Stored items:
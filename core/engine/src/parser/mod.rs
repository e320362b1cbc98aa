//! Recursive-descent parser for Tern scripts.

pub mod ast;
mod lexer;
pub mod visitor;

use self::ast::{
    BinaryOp, Expression, FunctionDeclaration, Program, Statement, StatementKind, UnaryOp,
};
use self::lexer::{Keyword, Token, TokenKind, tokenize};
use crate::{Position, TernError, TernResult, Value};
use std::rc::Rc;

/// Parser over a token stream.
#[derive(Debug)]
pub struct Parser {
    tokens: Vec<Token>,
    cursor: usize,
}

impl Parser {
    /// Parses a complete script.
    pub fn parse_program(source: &str) -> TernResult<Program> {
        let mut parser = Self::new(source)?;
        let mut body = Vec::new();
        while !parser.at_eof() {
            body.push(parser.statement()?);
        }
        Ok(Program { body })
    }

    /// Parses a single expression, as used by debugger evaluation.
    pub fn parse_expression(source: &str) -> TernResult<Expression> {
        let mut parser = Self::new(source)?;
        let expression = parser.expression()?;
        parser.eat_punctuator(";");
        if !parser.at_eof() {
            return Err(TernError::syntax(
                "unexpected token after expression",
                parser.position(),
            ));
        }
        Ok(expression)
    }

    fn new(source: &str) -> TernResult<Self> {
        Ok(Self {
            tokens: tokenize(source)?,
            cursor: 0,
        })
    }

    fn peek(&self) -> &TokenKind {
        &self.tokens[self.cursor].kind
    }

    fn peek_nth(&self, n: usize) -> &TokenKind {
        let index = (self.cursor + n).min(self.tokens.len() - 1);
        &self.tokens[index].kind
    }

    fn position(&self) -> Position {
        self.tokens[self.cursor].position
    }

    fn at_eof(&self) -> bool {
        matches!(self.peek(), TokenKind::Eof)
    }

    fn advance(&mut self) -> TokenKind {
        let kind = self.tokens[self.cursor].kind.clone();
        if self.cursor < self.tokens.len() - 1 {
            self.cursor += 1;
        }
        kind
    }

    fn is_punctuator(&self, p: &str) -> bool {
        matches!(self.peek(), TokenKind::Punctuator(q) if *q == p)
    }

    fn eat_punctuator(&mut self, p: &str) -> bool {
        if self.is_punctuator(p) {
            self.advance();
            true
        } else {
            false
        }
    }

    fn expect_punctuator(&mut self, p: &str) -> TernResult<()> {
        if self.eat_punctuator(p) {
            Ok(())
        } else {
            Err(TernError::syntax(
                format!("expected `{p}`, found {:?}", self.peek()),
                self.position(),
            ))
        }
    }

    fn expect_identifier(&mut self) -> TernResult<String> {
        match self.advance() {
            TokenKind::Identifier(name) => Ok(name),
            other => Err(TernError::syntax(
                format!("expected identifier, found {other:?}"),
                self.position(),
            )),
        }
    }

    fn end_of_statement(&mut self) -> TernResult<()> {
        if self.eat_punctuator(";") || self.is_punctuator("}") || self.at_eof() {
            Ok(())
        } else {
            Err(TernError::syntax("expected `;`", self.position()))
        }
    }

    fn block(&mut self) -> TernResult<Vec<Statement>> {
        self.expect_punctuator("{")?;
        let mut statements = Vec::new();
        while !self.is_punctuator("}") {
            if self.at_eof() {
                return Err(TernError::syntax("unterminated block", self.position()));
            }
            statements.push(self.statement()?);
        }
        self.advance();
        Ok(statements)
    }

    fn statement(&mut self) -> TernResult<Statement> {
        let position = self.position();
        let kind = match self.peek().clone() {
            TokenKind::Keyword(Keyword::Let) => {
                self.advance();
                let name = self.expect_identifier()?;
                let init = if self.eat_punctuator("=") {
                    Some(self.expression()?)
                } else {
                    None
                };
                self.end_of_statement()?;
                StatementKind::Let { name, init }
            }
            TokenKind::Keyword(Keyword::Debugger) => {
                self.advance();
                self.end_of_statement()?;
                StatementKind::Debugger
            }
            TokenKind::Keyword(Keyword::If) => {
                self.advance();
                self.expect_punctuator("(")?;
                let test = self.expression()?;
                self.expect_punctuator(")")?;
                let consequent = self.block()?;
                let alternate = if matches!(self.peek(), TokenKind::Keyword(Keyword::Else)) {
                    self.advance();
                    if matches!(self.peek(), TokenKind::Keyword(Keyword::If)) {
                        Some(vec![self.statement()?])
                    } else {
                        Some(self.block()?)
                    }
                } else {
                    None
                };
                StatementKind::If {
                    test,
                    consequent,
                    alternate,
                }
            }
            TokenKind::Keyword(Keyword::While) => {
                self.advance();
                self.expect_punctuator("(")?;
                let test = self.expression()?;
                self.expect_punctuator(")")?;
                let body = self.block()?;
                StatementKind::While { test, body }
            }
            TokenKind::Keyword(Keyword::Function) => {
                self.advance();
                let name = self.expect_identifier()?;
                self.expect_punctuator("(")?;
                let mut params = Vec::new();
                if !self.is_punctuator(")") {
                    loop {
                        params.push(self.expect_identifier()?);
                        if !self.eat_punctuator(",") {
                            break;
                        }
                    }
                }
                self.expect_punctuator(")")?;
                let body = self.block()?;
                StatementKind::Function(Rc::new(FunctionDeclaration { name, params, body }))
            }
            TokenKind::Keyword(Keyword::Return) => {
                self.advance();
                let value = if self.is_punctuator(";") || self.is_punctuator("}") {
                    None
                } else {
                    Some(self.expression()?)
                };
                self.end_of_statement()?;
                StatementKind::Return(value)
            }
            TokenKind::Keyword(Keyword::Throw) => {
                self.advance();
                let value = self.expression()?;
                self.end_of_statement()?;
                StatementKind::Throw(value)
            }
            TokenKind::Identifier(name)
                if matches!(self.peek_nth(1), TokenKind::Punctuator("=")) =>
            {
                self.advance();
                self.advance();
                let value = self.expression()?;
                self.end_of_statement()?;
                StatementKind::Assign { name, value }
            }
            _ => {
                let expression = self.expression()?;
                self.end_of_statement()?;
                match expression {
                    Expression::Call { callee, args } if callee == "print" => {
                        StatementKind::Print(args)
                    }
                    other => StatementKind::Expression(other),
                }
            }
        };
        Ok(Statement { position, kind })
    }

    fn expression(&mut self) -> TernResult<Expression> {
        self.binary(0)
    }

    fn binary(&mut self, min_precedence: u8) -> TernResult<Expression> {
        let mut lhs = self.unary()?;
        loop {
            let Some((op, precedence)) = self.peek_binary_op() else {
                break;
            };
            if precedence < min_precedence {
                break;
            }
            self.advance();
            let rhs = self.binary(precedence + 1)?;
            lhs = Expression::Binary {
                op,
                lhs: Box::new(lhs),
                rhs: Box::new(rhs),
            };
        }
        Ok(lhs)
    }

    fn peek_binary_op(&self) -> Option<(BinaryOp, u8)> {
        let TokenKind::Punctuator(p) = self.peek() else {
            return None;
        };
        Some(match *p {
            "||" => (BinaryOp::Or, 1),
            "&&" => (BinaryOp::And, 2),
            "==" | "===" => (BinaryOp::Eq, 3),
            "!=" | "!==" => (BinaryOp::Ne, 3),
            "<" => (BinaryOp::Lt, 4),
            "<=" => (BinaryOp::Le, 4),
            ">" => (BinaryOp::Gt, 4),
            ">=" => (BinaryOp::Ge, 4),
            "+" => (BinaryOp::Add, 5),
            "-" => (BinaryOp::Sub, 5),
            "*" => (BinaryOp::Mul, 6),
            "/" => (BinaryOp::Div, 6),
            "%" => (BinaryOp::Rem, 6),
            _ => return None,
        })
    }

    fn unary(&mut self) -> TernResult<Expression> {
        let op = if self.eat_punctuator("-") {
            UnaryOp::Neg
        } else if self.eat_punctuator("!") {
            UnaryOp::Not
        } else {
            return self.primary();
        };
        Ok(Expression::Unary {
            op,
            operand: Box::new(self.unary()?),
        })
    }

    fn primary(&mut self) -> TernResult<Expression> {
        let position = self.position();
        match self.advance() {
            TokenKind::Number(n) => Ok(Expression::Literal(Value::Number(n))),
            TokenKind::String(s) => Ok(Expression::Literal(Value::String(s))),
            TokenKind::Keyword(Keyword::True) => Ok(Expression::Literal(Value::Boolean(true))),
            TokenKind::Keyword(Keyword::False) => Ok(Expression::Literal(Value::Boolean(false))),
            TokenKind::Keyword(Keyword::Undefined) => Ok(Expression::Literal(Value::Undefined)),
            TokenKind::Identifier(name) => {
                if !self.eat_punctuator("(") {
                    return Ok(Expression::Identifier(name));
                }
                let mut args = Vec::new();
                if !self.is_punctuator(")") {
                    loop {
                        args.push(self.expression()?);
                        if !self.eat_punctuator(",") {
                            break;
                        }
                    }
                }
                self.expect_punctuator(")")?;
                Ok(Expression::Call { callee: name, args })
            }
            TokenKind::Punctuator("(") => {
                let expression = self.expression()?;
                self.expect_punctuator(")")?;
                Ok(expression)
            }
            other => Err(TernError::syntax(
                format!("unexpected token {other:?}"),
                position,
            )),
        }
    }
}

## ABOUT THIS TASK:
Where a line of the records includes "index", copy it.

## SOLUTION TO THIS PROBLEM:
        let index = (self.cursor + n).min(self.tokens.len() - 1);
        &self.tokens[index].kind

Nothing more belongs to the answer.